Tag Archives: broccoli

Recipe: Green ‘couscous’

Oops, bit of a hiatus there, wasn’t there?  I really owe this blog another travel post, but basically, I got distracted by politics, and then I got angry about politics and then a woman in my suburb was beaten up on a train for wearing Hijab and I got absolutely furious about politics, joined Women in Solidarity with Hijabis, and put on a headscarf for a week.  Which I then felt compelled to blog about.  And it turns out that when you are writing political blogs nearly every day – and also fighting with scarves and pins every morning, though I seem to have finally mastered the art of getting my scarf to stay on – there isn’t much time left for food blogging.  Sorry.  I have a feeling that between the Islamophobia and the coming State Election, I’m going to be living on Cate Speaks rather a lot for the next little while.

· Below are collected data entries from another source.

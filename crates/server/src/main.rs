//! Loan Advisor Server Entry Point

use std::net::SocketAddr;

use anyhow::Context;
use tracing_subscriber::{layer::SubscriberExt, util::SubscriberInitExt, Layer};

use loan_assist_config::{load_settings, Settings};
use loan_assist_server::{create_router, init_metrics, AppState};

#[tokio::main]
async fn main() -> anyhow::Result<()> {
    // Priority: env vars > config/{env}.yaml > config/default.yaml > defaults
    let env = std::env::var("LOAN_ASSIST_ENV").ok();
    let config = match load_settings(env.as_deref()) {
        Ok(settings) => settings,
        Err(e) => {
            // Tracing not yet initialized
            eprintln!("Warning: Failed to load config: {}. Using defaults.", e);
            Settings::default()
        }
    };

    init_tracing(&config);

    tracing::info!("Starting Loan Advisor Server v{}", env!("CARGO_PKG_VERSION"));
    tracing::info!(
        environment = ?config.environment,
        config_path = env.as_deref().unwrap_or("default"),
        "Configuration loaded"
    );

    if config.observability.metrics_enabled {
        init_metrics();
        tracing::info!("Initialized Prometheus metrics at /metrics");
    }

    let state = AppState::from_settings(config.clone())
        .await
        .context("failed to initialize the loan assistant")?;
    tracing::info!(
        sessions = state.assistant.session_count(),
        llm = config.llm.enabled,
        persistence = config.persistence.enabled,
        "Initialized application state"
    );

    let cleanup = state.start_cleanup_task();
    let app = create_router(state);

    let addr: SocketAddr = format!("{}:{}", config.server.host, config.server.port)
        .parse()
        .with_context(|| format!("invalid listen address {}", config.server.host))?;
    tracing::info!("Listening on {}", addr);

    let listener = tokio::net::TcpListener::bind(addr).await?;
    axum::serve(listener, app)
        .with_graceful_shutdown(shutdown_signal())
        .await?;

    let _ = cleanup.send(true);
    tracing::info!("Server shutdown complete");
    Ok(())
}

/// Wait for shutdown signal (Ctrl+C or SIGTERM)
async fn shutdown_signal() {
    let ctrl_c = async {
        if let Err(e) = tokio::signal::ctrl_c().await {
            tracing::error!(error = %e, "Failed to install Ctrl+C handler");
            std::future::pending::<()>().await;
        }
    };

    #[cfg(unix)]
    let terminate = async {
        match tokio::signal::unix::signal(tokio::signal::unix::SignalKind::terminate()) {
            Ok(mut signal) => {
                signal.recv().await;
            }
            Err(e) => {
                tracing::error!(error = %e, "Failed to install SIGTERM handler");
                std::future::pending::<()>().await;
            }
        }
    };

    #[cfg(not(unix))]
    let terminate = std::future::pending::<()>();

    tokio::select! {
        _ = ctrl_c => {
            tracing::info!("Received Ctrl+C, initiating graceful shutdown...");
        }
        _ = terminate => {
            tracing::info!("Received SIGTERM, initiating graceful shutdown...");
        }
    }
}

fn init_tracing(config: &Settings) {
    let env_filter = tracing_subscriber::EnvFilter::try_from_default_env().unwrap_or_else(|_| {
        let level = &config.observability.log_level;
        format!("loan_assist={},tower_http=debug", level).into()
    });

    let subscriber = tracing_subscriber::registry().with(env_filter);
    let fmt_layer = if config.observability.log_json {
        tracing_subscriber::fmt::layer().json().boxed()
    } else {
        tracing_subscriber::fmt::layer().boxed()
    };
    subscriber.with(fmt_layer).init();
}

Anyway, the recipe that follows is inspired by a recipe for cauliflower couscous in the Green Kitchen App, which I exhort you all to buy, because it’s awesome.  Also, it has this ribboned asparagus salad recipe with blueberries that I’ve made about four times in the last fortnight.  But, while I wanted to try the cauliflower couscous, my cauliflower was looking rather sad, and my broccoli cheerfully green. Then, couscous is supposed (in my book) to have fruit in it, and here I was with a bag of freeze-dried pomegranates.  Also, I didn’t have pumpkin seeds, but I did have a bag of mixed pumpkin seeds and sunflower seeds.  And so forth.

Also, my quantities are different.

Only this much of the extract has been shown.